23. Kevin Allocca: Why Videos Go Viral

Youtube’s Trends manager, Kevin Allocca, shares the three key ingredients he has discovered about viral videos, after watching them for a living for so long.

In his short, yet brilliant talk, he delves into specific videos we all love, and helps us see why these videos went viral.

Why entrepreneurs should watch this talk:

The internet and social media has made it possible for any person or brand to become an internet celebrity, and this talk will lead you in the direction of creating content that is shared by the masses.

Memorable Quotes:

“No one has to green-light your idea. And we all now feel some ownership in our own pop culture. And these are not characteristics of old media, and they’re barely true of the media of today, but they will define the entertainment of the future.”
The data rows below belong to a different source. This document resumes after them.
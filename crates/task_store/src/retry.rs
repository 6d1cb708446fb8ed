//! Retry policy for transient database failures.

use std::future::Future;
use std::time::Duration;

use crate::{TaskStoreError, TaskStoreResult};

/// Maximum number of attempts per database operation.
pub const MAX_ATTEMPTS: u32 = 3;

/// Delay consumed after the first failed attempt; doubles after every
/// subsequent failure (1s, 2s, 4s).
pub const BACKOFF_BASE: Duration = Duration::from_secs(1);

/// Returns true for connectivity-class failures that are worth retrying.
///
/// Logical failures (constraint violations, decode errors, missing rows)
/// must propagate immediately.
pub fn is_transient(err: &sqlx::Error) -> bool {
    matches!(
        err,
        sqlx::Error::Io(_)
            | sqlx::Error::Tls(_)
            | sqlx::Error::PoolTimedOut
            | sqlx::Error::PoolClosed
            | sqlx::Error::WorkerCrashed
    )
}

/// Runs `op` up to [`MAX_ATTEMPTS`] times.
///
/// Every transient failure sleeps the current backoff and then invokes
/// `recover` (the caller's pool disposal/reconnect hook) before either
/// retrying or, when the budget is spent, surfacing
/// [`TaskStoreError::Unavailable`]. Non-transient failures propagate on the
/// spot without backoff or recovery.
pub(crate) async fn with_retry<T, Op, OpFut, Recover, RecoverFut>(
    operation: &'static str,
    mut op: Op,
    mut recover: Recover,
) -> TaskStoreResult<T>
where
    Op: FnMut() -> OpFut,
    OpFut: Future<Output = Result<T, sqlx::Error>>,
    Recover: FnMut() -> RecoverFut,
    RecoverFut: Future<Output = ()>,
{
    let mut delay = BACKOFF_BASE;
    let mut attempt = 1;
    loop {
        match op().await {
            Ok(value) => return Ok(value),
            Err(err) if !is_transient(&err) => return Err(TaskStoreError::Database(err)),
            Err(err) => {
                tracing::warn!(
                    operation,
                    attempt,
                    delay_secs = delay.as_secs(),
                    error = %err,
                    "transient storage failure, backing off"
                );
                tokio::time::sleep(delay).await;
                recover().await;

                if attempt == MAX_ATTEMPTS {
                    tracing::error!(
                        operation,
                        attempts = MAX_ATTEMPTS,
                        error = %err,
                        "storage unavailable, retry budget exhausted"
                    );
                    return Err(TaskStoreError::Unavailable {
                        attempts: MAX_ATTEMPTS,
                        source: err,
                    });
                }
                attempt += 1;
                delay *= 2;
            }
        }
    }
}

#[cfg(test)]
mod tests {
    use std::sync::atomic::{AtomicU32, Ordering};

    use tokio::time::Instant;

    use super::*;

    fn transient() -> sqlx::Error {
        sqlx::Error::PoolTimedOut
    }

    fn non_transient() -> sqlx::Error {
        sqlx::Error::RowNotFound
    }

    #[test]
    fn test_classifier() {
        assert!(is_transient(&sqlx::Error::PoolTimedOut));
        assert!(is_transient(&sqlx::Error::PoolClosed));
        assert!(is_transient(&sqlx::Error::WorkerCrashed));
        assert!(is_transient(&sqlx::Error::Io(std::io::Error::new(
            std::io::ErrorKind::ConnectionReset,
            "reset",
        ))));
        assert!(!is_transient(&sqlx::Error::RowNotFound));
        assert!(!is_transient(&sqlx::Error::ColumnNotFound("id".into())));
    }

    #[tokio::test(start_paused = true)]
    async fn test_success_after_transient_failures() {
        let attempts = AtomicU32::new(0);
        let recoveries = AtomicU32::new(0);
        let start = Instant::now();

        let value = with_retry(
            "test",
            || {
                let n = attempts.fetch_add(1, Ordering::SeqCst) + 1;
                async move {
                    if n < 3 {
                        Err(transient())
                    } else {
                        Ok(n)
                    }
                }
            },
            || {
                recoveries.fetch_add(1, Ordering::SeqCst);
                async {}
            },
        )
        .await
        .unwrap();

        assert_eq!(value, 3);
        assert_eq!(attempts.load(Ordering::SeqCst), 3);
        assert_eq!(recoveries.load(Ordering::SeqCst), 2);
        // Two failures consumed: 1s + 2s of backoff.
        assert!(start.elapsed() >= Duration::from_secs(3));
    }

    #[tokio::test(start_paused = true)]
    async fn test_exhaustion_surfaces_unavailable() {
        let attempts = AtomicU32::new(0);
        let start = Instant::now();

        let result: TaskStoreResult<()> = with_retry(
            "test",
            || {
                attempts.fetch_add(1, Ordering::SeqCst);
                async { Err(transient()) }
            },
            || async {},
        )
        .await;

        assert!(matches!(
            result,
            Err(TaskStoreError::Unavailable { attempts: 3, .. })
        ));
        assert_eq!(attempts.load(Ordering::SeqCst), 3);
        // Full budget consumed: 1s + 2s + 4s of backoff.
        assert!(start.elapsed() >= Duration::from_secs(7));
    }

    #[tokio::test(start_paused = true)]
    async fn test_non_transient_fails_immediately() {
        let attempts = AtomicU32::new(0);
        let recoveries = AtomicU32::new(0);
        let start = Instant::now();

        let result: TaskStoreResult<()> = with_retry(
            "test",
            || {
                attempts.fetch_add(1, Ordering::SeqCst);
                async { Err(non_transient()) }
            },
            || {
                recoveries.fetch_add(1, Ordering::SeqCst);
                async {}
            },
        )
        .await;

        assert!(matches!(result, Err(TaskStoreError::Database(_))));
        assert_eq!(attempts.load(Ordering::SeqCst), 1);
        assert_eq!(recoveries.load(Ordering::SeqCst), 0);
        assert_eq!(start.elapsed(), Duration::ZERO);
    }

    #[tokio::test(start_paused = true)]
    async fn test_immediate_success_skips_backoff() {
        let start = Instant::now();

        let value = with_retry("test", || async { Ok(42) }, || async {})
            .await
            .unwrap();

        assert_eq!(value, 42);
        assert_eq!(start.elapsed(), Duration::ZERO);
    }
}
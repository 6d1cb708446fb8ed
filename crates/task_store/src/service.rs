//! Store-facing service facade consumed by the HTTP layer.

use std::sync::Arc;

use entities::Task;

use crate::{TaskStore, TaskStoreResult};

/// Thin facade over the store implementation chosen at startup.
///
/// The routing layer only ever talks to this type; which store sits behind
/// it is fixed for the lifetime of the process.
#[derive(Clone)]
pub struct TaskService {
    store: Arc<dyn TaskStore>,
}

impl TaskService {
    /// Wraps the given store.
    pub fn new(store: Arc<dyn TaskStore>) -> Self {
        Self { store }
    }

    /// Returns all tasks.
    pub async fn list(&self) -> TaskStoreResult<Vec<Task>> {
        self.store.list().await
    }

    /// Creates a task.
    pub async fn create(
        &self,
        name: &str,
        status: &str,
        description: Option<&str>,
    ) -> TaskStoreResult<bool> {
        self.store.create(name, status, description).await
    }

    /// Removes a task by id.
    pub async fn remove(&self, id: i64) -> TaskStoreResult<bool> {
        self.store.remove(id).await
    }

    /// Updates a task by id.
    pub async fn update(
        &self,
        id: i64,
        name: &str,
        status: &str,
        description: Option<&str>,
    ) -> TaskStoreResult<bool> {
        self.store.update(id, name, status, description).await
    }
}
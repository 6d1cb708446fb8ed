//! In-memory task store implementation.

use async_trait::async_trait;
use entities::{Task, TaskStatus};
use tokio::sync::RwLock;

use crate::{TaskStore, TaskStoreResult};

/// In-memory task store.
///
/// Tasks live in an insertion-ordered list; nothing is persisted. The lock
/// only keeps the list sound under a multi-threaded server — there is no
/// cross-operation atomicity, so this store is meant for development and
/// tests, not for production multi-writer use.
#[derive(Debug, Default)]
pub struct MemoryTaskStore {
    tasks: RwLock<Vec<Task>>,
}

impl MemoryTaskStore {
    /// Creates a new empty store.
    pub fn new() -> Self {
        Self::default()
    }
}

#[async_trait]
impl TaskStore for MemoryTaskStore {
    async fn list(&self) -> TaskStoreResult<Vec<Task>> {
        let tasks = self.tasks.read().await;
        Ok(tasks.clone())
    }

    async fn create(
        &self,
        name: &str,
        status: &str,
        description: Option<&str>,
    ) -> TaskStoreResult<bool> {
        let Some(status) = TaskStatus::from_label(status) else {
            return Ok(false);
        };
        if name.is_empty() {
            return Ok(false);
        }

        let mut tasks = self.tasks.write().await;
        let id = tasks.len() as i64 + 1;
        tasks.push(Task {
            id,
            name: name.to_string(),
            status,
            description: description.map(str::to_string),
        });
        Ok(true)
    }

    async fn remove(&self, id: i64) -> TaskStoreResult<bool> {
        let mut tasks = self.tasks.write().await;
        tasks.retain(|task| task.id != id);
        // Reports success whether or not the id existed.
        Ok(true)
    }

    async fn update(
        &self,
        id: i64,
        name: &str,
        status: &str,
        description: Option<&str>,
    ) -> TaskStoreResult<bool> {
        let Some(status) = TaskStatus::from_label(status) else {
            return Ok(false);
        };
        if name.is_empty() {
            return Ok(false);
        }

        let mut tasks = self.tasks.write().await;
        let Some(task) = tasks.iter_mut().find(|task| task.id == id) else {
            return Ok(false);
        };
        task.name = name.to_string();
        task.status = status;
        task.description = description.map(str::to_string);
        Ok(true)
    }
}
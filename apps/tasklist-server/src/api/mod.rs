//! API endpoints.

pub mod tasks;

use std::sync::Arc;

use axum::{
    Router,
    routing::{delete, get, post},
};

use crate::state::AppState;

/// Creates the API router with all endpoints.
pub fn create_router() -> Router<Arc<AppState>> {
    Router::new()
        // Task endpoints
        .route("/tasks", get(tasks::list_tasks).post(tasks::create_task))
        .route("/tasks/:id", delete(tasks::delete_task))
        .route("/tasks/update", post(tasks::update_task))
        // Health check
        .route("/health", get(health_check))
}

/// Health check endpoint.
async fn health_check() -> &'static str {
    "OK"
}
“So “Nyan Cat” is a looped animation with looped music. It’s this, just like this. It’s been viewed nearly 50 million times this year. And if you think that that is weird, you should know that there is a three-hour version of this that’s been viewed four million times.”

24. Stefan Sagmeister: The Power of Time Off

Graphic designer, Stefan Sagmeister talks about doing something with his company that would probably make most of you cringe, he shuts down his NYC based design studio every seven years, for one year.
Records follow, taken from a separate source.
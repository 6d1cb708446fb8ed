//! Tasklist HTTP server.
//!
//! Exposes the task store over a small JSON API. The store behind the
//! service is picked once at startup from configuration: the in-memory list
//! for development, or PostgreSQL with retry and read/write split.

pub mod api;
pub mod config;
pub mod error;
pub mod state;

use std::sync::Arc;

use axum::Router;
use tower_http::{
    cors::{Any, CorsLayer},
    trace::TraceLayer,
};

use crate::state::AppState;

/// Creates the application router with all routes configured.
pub fn create_app(state: Arc<AppState>) -> Router {
    let cors = CorsLayer::new()
        .allow_origin(Any)
        .allow_methods(Any)
        .allow_headers(Any);

    api::create_router()
        .with_state(state)
        .layer(TraceLayer::new_for_http())
        .layer(cors)
}

/// Initializes tracing with the given log level.
pub fn init_tracing(log_level: &str) {
    use tracing_subscriber::{EnvFilter, fmt, prelude::*};

    let filter =
        EnvFilter::try_from_default_env().unwrap_or_else(|_| EnvFilter::new(log_level));

    tracing_subscriber::registry()
        .with(fmt::layer())
        .with(filter)
        .init();
}
//! Task entity definitions.

use serde::{Deserialize, Serialize};

/// Status of a task.
///
/// Serializes as the fixed display label; the integer codes are what the
/// database store persists.
#[derive(Debug, Clone, Copy, PartialEq, Eq, Hash, Serialize, Deserialize, Default)]
pub enum TaskStatus {
    /// Not started.
    #[default]
    #[serde(rename = "À faire")]
    Todo,
    /// Being worked on.
    #[serde(rename = "En cours")]
    InProgress,
    /// Finished.
    #[serde(rename = "Terminé")]
    Done,
}

impl TaskStatus {
    /// The three recognized display labels, in code order.
    pub const LABELS: [&'static str; 3] = ["À faire", "En cours", "Terminé"];

    /// Parses a display label. Anything outside [`Self::LABELS`] is `None`.
    pub fn from_label(label: &str) -> Option<Self> {
        match label {
            "À faire" => Some(Self::Todo),
            "En cours" => Some(Self::InProgress),
            "Terminé" => Some(Self::Done),
            _ => None,
        }
    }

    /// Returns the display label.
    pub fn label(&self) -> &'static str {
        match self {
            Self::Todo => "À faire",
            Self::InProgress => "En cours",
            Self::Done => "Terminé",
        }
    }

    /// Returns the integer code used in the persisted representation.
    pub fn code(&self) -> i32 {
        match self {
            Self::Todo => 0,
            Self::InProgress => 1,
            Self::Done => 2,
        }
    }

    /// Parses a persisted integer code.
    pub fn from_code(code: i32) -> Option<Self> {
        match code {
            0 => Some(Self::Todo),
            1 => Some(Self::InProgress),
            2 => Some(Self::Done),
            _ => None,
        }
    }
}

impl std::fmt::Display for TaskStatus {
    fn fmt(&self, f: &mut std::fmt::Formatter<'_>) -> std::fmt::Result {
        f.write_str(self.label())
    }
}

/// A tracked task.
#[derive(Debug, Clone, PartialEq, Eq, Serialize, Deserialize)]
pub struct Task {
    /// Unique identifier, assigned by the store on creation and immutable
    /// afterwards.
    pub id: i64,
    /// Human-readable name, never empty.
    pub name: String,
    /// Current status.
    pub status: TaskStatus,
    /// Optional free-form description.
    pub description: Option<String>,
}
//! Task store error types.

use thiserror::Error;

/// Errors that can occur during task store operations.
///
/// Validation outcomes (empty name, unknown status label, missing id) are
/// not errors; the store operations report those as `false`.
#[derive(Debug, Error)]
pub enum TaskStoreError {
    /// Storage unreachable after the retry budget was exhausted.
    #[error("storage unavailable after {attempts} attempts")]
    Unavailable {
        attempts: u32,
        #[source]
        source: sqlx::Error,
    },

    /// Database error that is not worth retrying.
    #[error("database error: {0}")]
    Database(#[from] sqlx::Error),
}

/// Result type for task store operations.
pub type TaskStoreResult<T> = Result<T, TaskStoreError>;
He flips the traditional life of work and places years that would be reserved for retirement into his schedule earlier.

He talks about the idea of sabbaticals, and how many successful people have not only benefited, but done incredible work during or after them.

Why entrepreneurs should watch this talk:

Entrepreneurs often become consumed by their work and company, and lose sight of who they are, and the possibilities surrounding them. This talk will teach you how you the power, and surprising work benefits from taking time off.

Memorable Quotes:

“I run a design studio in New York. Every seven years, I close it for one year to pursue some little experiments, things that are always difficult to accomplish during the regular working year. In that year, we are not available for any of our clients. We are totally closed. And as you can imagine, it is a lovely and very energetic time.”

“I’ve found that finding out about what I’m going to like in the future,my very best way is to talk to people who have actually done it much better than myself envisioning it.”

25. Ernesto Sirolli: Want to Help Someone? Shut Up and Listen

Ernesto Sirolli, an authority in the world of sustainable economic development, and talks about the mistakes we make in our approach with economic development in other countries, particularly Africa.

He sheds light onto the right ways to approach economic development, and how he believes it will be the entrepreneurs that will create the sustainability of the future.

Finally, he teaches the tricks to working successfully with entrepreneurs and sheds light on key lessons for businesses.

Why entrepreneurs should watch this talk:

This talk will make you rethink economic development, and gives you incredible lessons on how you as an entrepreneur can impact future development.

Memorable Quotes:

“We Western people are imperialist, colonialist missionaries, and there are only two ways we deal with people: We either patronize them, or we are paternalistic.”

“I was given a slap in the face reading a book, “Small is Beautiful,” written by Schumacher, who said, above all in economic development, if people do not wish to be helped, leave them alone. This should be the first principle of aid. The first principle of aid is respect.”

“…this is what Peter Drucker says: “Planning is actually incompatible with an entrepreneurial society and economy.” Planning is the kiss of death of entrepreneurship.”